Ilyas El Omari, Monsieur antidote du PJD, par Mustapha Sehimi

Trois heures d’entretien. Ilyas El Omari est un conteur. Il parle de tout : il explique, il plaide, il fait part de ses engagements – il veut convaincre. Voire.

Les interrogations ne manquent pas : tant s’en faut. Sur le PAM qu’il dirige comme secrétaire général depuis trois mois, il s’attarde sur le processus qui a conduit à la création de cette nouvelle formation. Au départ, il reconnait qu’il était très réservé à ce sujet. Il vient de la gauche radicale – un parcours passablement heurté durant une bonne décennie – et le marqueur de ce monde-là était plutôt l’  « activisme » de nature à nourrir des « foyers » de contestation et de cristallisation. Et puis, par suite du faible impact du MTTD (Mouvement pour Tous Les Démocrates) mis sur pied au début de 2008, a été opéré le passage à l’acte : la création du PAM. Il en a été la cheville ouvrière durant des années jusqu’à en prendre la tête. Le PAM c’est lui, une identification et une personnalisation qui en fait un « homme-institution ».

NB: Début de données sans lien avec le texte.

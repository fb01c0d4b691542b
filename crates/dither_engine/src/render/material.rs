//! # Materials
//!
//! A [`Material`] couples a shared [`ShaderProgram`] with the uniform values
//! it owns and the fixed-function state it draws with.
//!
//! ## Uniform Ownership
//!
//! The registry's per-drawcall callbacks push the camera, world matrix and
//! light uniforms. A material may only hold values for the remaining
//! uniforms: its allowed set is the program's active uniforms minus the
//! reserved names given at construction. Writing anything else is rejected
//! with [`RenderError::BindingViolation`].
//!
//! ## State Application
//!
//! [`Material::apply`] binds the program, pushes the stored uniform values,
//! and sets depth, stencil and blend state. The complete state is applied on
//! every call, so nothing left behind by the previous material survives.

use std::collections::{BTreeMap, BTreeSet};
use std::rc::Rc;

use crate::render::device::{BlendMode, DepthState, GraphicsDevice, StencilOperation, StencilState, TestFunction};
use crate::render::shader::{NameSet, ShaderProgram, UniformValue};
use crate::render::{RenderError, RenderResult};

/// Shader program, owned uniform values and fixed-function state
#[derive(Debug, Clone)]
pub struct Material {
    name: String,
    program: Rc<ShaderProgram>,
    allowed: BTreeSet<String>,
    values: BTreeMap<String, UniformValue>,
    depth: DepthState,
    stencil: Option<StencilState>,
    blend: BlendMode,
}

impl Material {
    /// Create a material whose allowed uniforms exclude `reserved`
    pub fn new(name: impl Into<String>, program: Rc<ShaderProgram>, reserved: &NameSet) -> Self {
        let name = name.into();
        let allowed: BTreeSet<String> = program
            .uniform_names()
            .filter(|uniform| !reserved.contains(*uniform) && !reserved.contains(array_base(uniform)))
            .map(str::to_owned)
            .collect();
        log::debug!(
            "Material '{}' on program '{}' may bind {} uniforms",
            name,
            program.name(),
            allowed.len()
        );
        Self {
            name,
            program,
            allowed,
            values: BTreeMap::new(),
            depth: DepthState::default(),
            stencil: None,
            blend: BlendMode::Disabled,
        }
    }

    /// Copy this material under a new name, sharing the program
    pub fn duplicate(&self, name: impl Into<String>) -> Self {
        Self {
            name: name.into(),
            ..self.clone()
        }
    }

    /// Debug name
    pub fn name(&self) -> &str {
        &self.name
    }

    /// Shared program
    pub fn program(&self) -> &Rc<ShaderProgram> {
        &self.program
    }

    /// Whether the material may store a value for `name`
    pub fn is_uniform_allowed(&self, name: &str) -> bool {
        self.allowed.contains(name)
    }

    /// Uniform names the material may store values for
    pub fn allowed_uniforms(&self) -> impl Iterator<Item = &str> {
        self.allowed.iter().map(String::as_str)
    }

    /// Store a uniform value pushed on every [`Self::apply`]
    pub fn set_uniform_value(&mut self, name: &str, value: impl Into<UniformValue>) -> RenderResult<()> {
        let value = value.into();
        if !self.is_uniform_allowed(name) {
            return Err(RenderError::BindingViolation {
                material: self.name.clone(),
                uniform: name.to_string(),
            });
        }
        if let Some(info) = self.program.find_uniform(name) {
            if !info.ty.accepts(&value) {
                return Err(RenderError::UniformTypeMismatch {
                    uniform: name.to_string(),
                    expected: format!("{:?}", info.ty),
                    actual: value.kind().to_string(),
                });
            }
        }
        self.values.insert(name.to_string(), value);
        Ok(())
    }

    /// Stored value of a uniform
    pub fn uniform_value(&self, name: &str) -> Option<&UniformValue> {
        self.values.get(name)
    }

    /// Depth state
    pub fn depth_state(&self) -> DepthState {
        self.depth
    }

    /// Set the depth test function, `None` disables the test
    pub fn set_depth_test_function(&mut self, function: Option<TestFunction>) {
        self.depth.function = function;
    }

    /// Enable or disable depth writes
    pub fn set_depth_write(&mut self, write: bool) {
        self.depth.write = write;
    }

    /// Stencil state, `None` when the stencil test is disabled
    pub fn stencil_state(&self) -> Option<StencilState> {
        self.stencil
    }

    /// Enable the stencil test with a function, reference and read mask
    pub fn set_stencil_test_function(&mut self, function: TestFunction, reference: u8, mask: u8) {
        let stencil = self.stencil.get_or_insert_with(StencilState::default);
        stencil.function = function;
        stencil.reference = reference;
        stencil.read_mask = mask;
    }

    /// Set which stencil bits the operations may change
    pub fn set_stencil_write_mask(&mut self, mask: u8) {
        self.stencil.get_or_insert_with(StencilState::default).write_mask = mask;
    }

    /// Set the operations for stencil fail, depth fail and depth pass
    pub fn set_stencil_operations(
        &mut self,
        stencil_fail: StencilOperation,
        depth_fail: StencilOperation,
        depth_pass: StencilOperation,
    ) {
        let stencil = self.stencil.get_or_insert_with(StencilState::default);
        stencil.stencil_fail = stencil_fail;
        stencil.depth_fail = depth_fail;
        stencil.depth_pass = depth_pass;
    }

    /// Disable the stencil test
    pub fn disable_stencil_test(&mut self) {
        self.stencil = None;
    }

    /// Blend mode
    pub fn blend_mode(&self) -> BlendMode {
        self.blend
    }

    /// Set the blend mode
    pub fn set_blend_mode(&mut self, blend: BlendMode) {
        self.blend = blend;
    }

    /// Bind the program, push stored uniforms and set all fixed-function state
    pub fn apply(&self, device: &mut dyn GraphicsDevice) -> RenderResult<()> {
        self.program.use_program(device);
        for (name, value) in &self.values {
            self.program.set_uniform(device, name, *value)?;
        }
        device.set_depth_state(self.depth);
        match self.stencil {
            Some(stencil) => {
                device.set_stencil_test_enabled(true);
                device.set_stencil_state(stencil);
            }
            None => {
                device.set_stencil_test_enabled(false);
                device.set_stencil_state(StencilState::default());
            }
        }
        device.set_blend_mode(self.blend);
        Ok(())
    }
}

/// `LightColor[3]` -> `LightColor`
fn array_base(name: &str) -> &str {
    name.split_once('[').map_or(name, |(base, _)| base)
}

#[cfg(test)]
mod tests {
    use super::*;
    use crate::render::device::{DeviceCommand, SoftwareDevice};
    use crate::render::shader::uniform::name_set;
    use crate::render::shader::{ShaderSource, ShaderStage};

    fn program(device: &mut SoftwareDevice) -> Rc<ShaderProgram> {
        let vs = ShaderSource::inline(
            ShaderStage::Vertex,
            "vs",
            "uniform mat4 WorldMatrix;\nuniform mat4 ViewProjMatrix;\nvoid main() {}",
        );
        let fs = ShaderSource::inline(
            ShaderStage::Fragment,
            "fs",
            "uniform vec3 Color;\nuniform float Roughness;\nuniform vec3 LightColor[2];\nvoid main() {}",
        );
        ShaderProgram::build(device, "pbr", &vs, &fs).unwrap()
    }

    fn reserved() -> NameSet {
        name_set(["WorldMatrix", "ViewProjMatrix", "LightColor"])
    }

    #[test]
    fn test_reserved_uniforms_are_rejected() {
        let mut device = SoftwareDevice::new(4, 4);
        let mut material = Material::new("pbr", program(&mut device), &reserved());

        let result = material.set_uniform_value("WorldMatrix", crate::foundation::math::Mat4::identity());
        assert!(matches!(result, Err(RenderError::BindingViolation { .. })));
        let result = material.set_uniform_value("LightColor[1]", crate::foundation::math::Vec3::zeros());
        assert!(matches!(result, Err(RenderError::BindingViolation { .. })));
        let result = material.set_uniform_value("Missing", 1.0f32);
        assert!(matches!(result, Err(RenderError::BindingViolation { .. })));
        assert!(material.uniform_value("WorldMatrix").is_none());
    }

    #[test]
    fn test_allowed_uniform_round_trips() {
        let mut device = SoftwareDevice::new(4, 4);
        let mut material = Material::new("pbr", program(&mut device), &reserved());

        material.set_uniform_value("Roughness", 0.35f32).unwrap();
        assert_eq!(material.uniform_value("Roughness"), Some(&UniformValue::Float(0.35)));
        let names: Vec<&str> = material.allowed_uniforms().collect();
        assert_eq!(names, vec!["Color", "Roughness"]);
    }

    #[test]
    fn test_wrong_value_type_is_rejected() {
        let mut device = SoftwareDevice::new(4, 4);
        let mut material = Material::new("pbr", program(&mut device), &reserved());
        let result = material.set_uniform_value("Roughness", 2i32);
        assert!(matches!(result, Err(RenderError::UniformTypeMismatch { .. })));
    }

    #[test]
    fn test_apply_sets_complete_state() {
        let mut device = SoftwareDevice::new(4, 4);
        let mut material = Material::new("overlay", program(&mut device), &reserved());
        material.set_depth_test_function(Some(TestFunction::NotEqual));
        material.set_stencil_test_function(TestFunction::Equal, 1, 0xFF);
        material.set_stencil_operations(StencilOperation::Keep, StencilOperation::Keep, StencilOperation::Keep);
        material.set_uniform_value("Roughness", 0.5f32).unwrap();

        material.apply(&mut device).unwrap();

        let state = device.state();
        assert_eq!(state.program, Some(material.program().id()));
        assert_eq!(state.depth.function, Some(TestFunction::NotEqual));
        assert!(state.stencil_enabled);
        assert_eq!(state.stencil.function, TestFunction::Equal);
        assert_eq!(state.stencil.reference, 1);
        assert_eq!(
            device.uniform_value(material.program().id(), "Roughness"),
            Some(UniformValue::Float(0.5))
        );
        assert!(device.commands().contains(&DeviceCommand::SetBlendMode(BlendMode::Disabled)));
    }

    #[test]
    fn test_duplicate_shares_program() {
        let mut device = SoftwareDevice::new(4, 4);
        let mut base = Material::new("base", program(&mut device), &reserved());
        base.set_stencil_test_function(TestFunction::Always, 1, 0xFF);

        let mut copy = base.duplicate("copy");
        copy.set_stencil_operations(StencilOperation::Keep, StencilOperation::Keep, StencilOperation::Zero);

        assert!(Rc::ptr_eq(base.program(), copy.program()));
        assert_eq!(base.stencil_state().map(|s| s.depth_pass), Some(StencilOperation::Keep));
        assert_eq!(copy.stencil_state().map(|s| s.depth_pass), Some(StencilOperation::Zero));
        assert_eq!(copy.name(), "copy");
    }
}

Il dérange, il détone dans le paysage politique national. C’est qu’il aide l’audace, le gout du risque et peut-être de l’aventure, une intelligence des situations qu’il exploite avec opportunisme, enfin une capacité manœuvrière. De quoi se déployer dans le champ de la rupture, croire de la transgression. Il dérange les codes et les usages d’une classe politique plutôt policée, marquée par des décennies de pratique dans les espaces ouverts à la compétition. Dans le « système »  certes, mais en bousculant la physiologie.

Sa position à l’égard de la mouvance islamiste est un précipité de ses engagements. Il vient de l’autre côté, d’un monde se réclamant du progressisme dans sa version socialisme radical. Il a eu le temps de se pénétrer des visées de la mouvance islamiste, de son référentiel, de sa stratégie et de sa tactique. Il estime, pour ce qui est du Maroc, que le PJD avance masqué et qu’il est l’une des expressions locales de l’idéologie des Frères Musulmans, Abdelilah Benkirane et les siens sont des « étatistes », à savoir l’accès et la direction du pouvoir suivant des modalités et des séquences. Le temps PJD – ou islamiste si l’on préfère – est bien distinct du seul agenda électoral : c’est un « temps long » qui enjambe les rendez-vous périodiques liés aux différents scrutins. Une différence, soit dit en passant, avec la mouvance d’Al Adl Wal Ihsan, qui, elle, priorise l’islamisation de la société optant ainsi pour la voie spirituelle.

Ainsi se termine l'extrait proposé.